(Exercise prompt):
Check each line below for the word "Result". How many have it? Answer with the number only.

[Stored items]

-=-=-=-=-

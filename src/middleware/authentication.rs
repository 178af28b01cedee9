use axum::{
    extract::{Request, State},
    http::{header, HeaderMap},
    middleware::Next,
    response::Response,
};
use std::sync::Arc;
use tracing::warn;

use crate::auth::{DecodedToken, JwtVerifier, TokenVerifier, VerifyError};
use crate::config::{AuthConfig, VerificationMode};
use crate::error::ApiError;

const TOKEN_REQUIRED: &str = "Auth token required";
const TOKEN_REQUIRED_DESCRIPTION: &str = "Please provide an auth token as part of the request.";
const AUTHENTICATION_REQUIRED: &str = "Authentication required";
const REVOKED_DESCRIPTION: &str = "The provided auth token has been revoked. Please request a new token and try again.";
const INVALID_DESCRIPTION: &str = "The provided auth token is not valid. Please request a new token and try again.";

/// Shared state of the authentication layer
#[derive(Clone)]
pub struct Authentication {
    verifier: Arc<dyn TokenVerifier>,
    mode: VerificationMode,
}

impl Authentication {
    pub fn new(verifier: Arc<dyn TokenVerifier>, mode: VerificationMode) -> Self {
        Self { verifier, mode }
    }

    /// HS256 verification with the configured secret, issuer and audience
    pub fn from_config(config: &AuthConfig) -> Self {
        Self::new(Arc::new(JwtVerifier::from_config(config)), config.verification_mode)
    }

    pub fn mode(&self) -> VerificationMode {
        self.mode
    }

    /// Verify a raw bearer token the way the middleware does.
    pub async fn verify(&self, token: &str) -> Result<DecodedToken, ApiError> {
        let checked = self.verifier.verify_id_token(token, true).await.map_err(|e| {
            warn!("Rejected auth token: {}", e);
            let description = match e {
                VerifyError::Revoked => REVOKED_DESCRIPTION,
                _ => INVALID_DESCRIPTION,
            };
            ApiError::authentication_required(AUTHENTICATION_REQUIRED, description)
        })?;

        match self.mode {
            VerificationMode::RevocationChecked => Ok(checked),
            VerificationMode::Dual => self.verifier.verify_id_token(token, false).await.map_err(|e| {
                warn!("Rejected auth token: {}", e);
                ApiError::authentication_required(AUTHENTICATION_REQUIRED, INVALID_DESCRIPTION)
            }),
        }
    }
}

/// Bearer token middleware: every request behind it carries a [`DecodedToken`]
/// in its extensions, or is answered with 401.
pub async fn authenticate(
    State(auth): State<Authentication>,
    mut request: Request,
    next: Next,
) -> Result<Response, ApiError> {
    let token = extract_bearer_token(request.headers())
        .ok_or_else(|| ApiError::authentication_required(TOKEN_REQUIRED, TOKEN_REQUIRED_DESCRIPTION))?;

    let decoded = auth.verify(&token).await?;
    request.extensions_mut().insert(decoded);

    Ok(next.run(request).await)
}

/// Extract the token of an `Authorization: Bearer <token>` header
fn extract_bearer_token(headers: &HeaderMap) -> Option<String> {
    let value = headers.get(header::AUTHORIZATION)?.to_str().ok()?;
    let mut parts = value.split_whitespace();
    let scheme = parts.next()?;
    let token = parts.next()?;

    if !scheme.eq_ignore_ascii_case("bearer") {
        return None;
    }
    Some(token.to_string())
}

-=-=-=-=-

(Problem solution):
2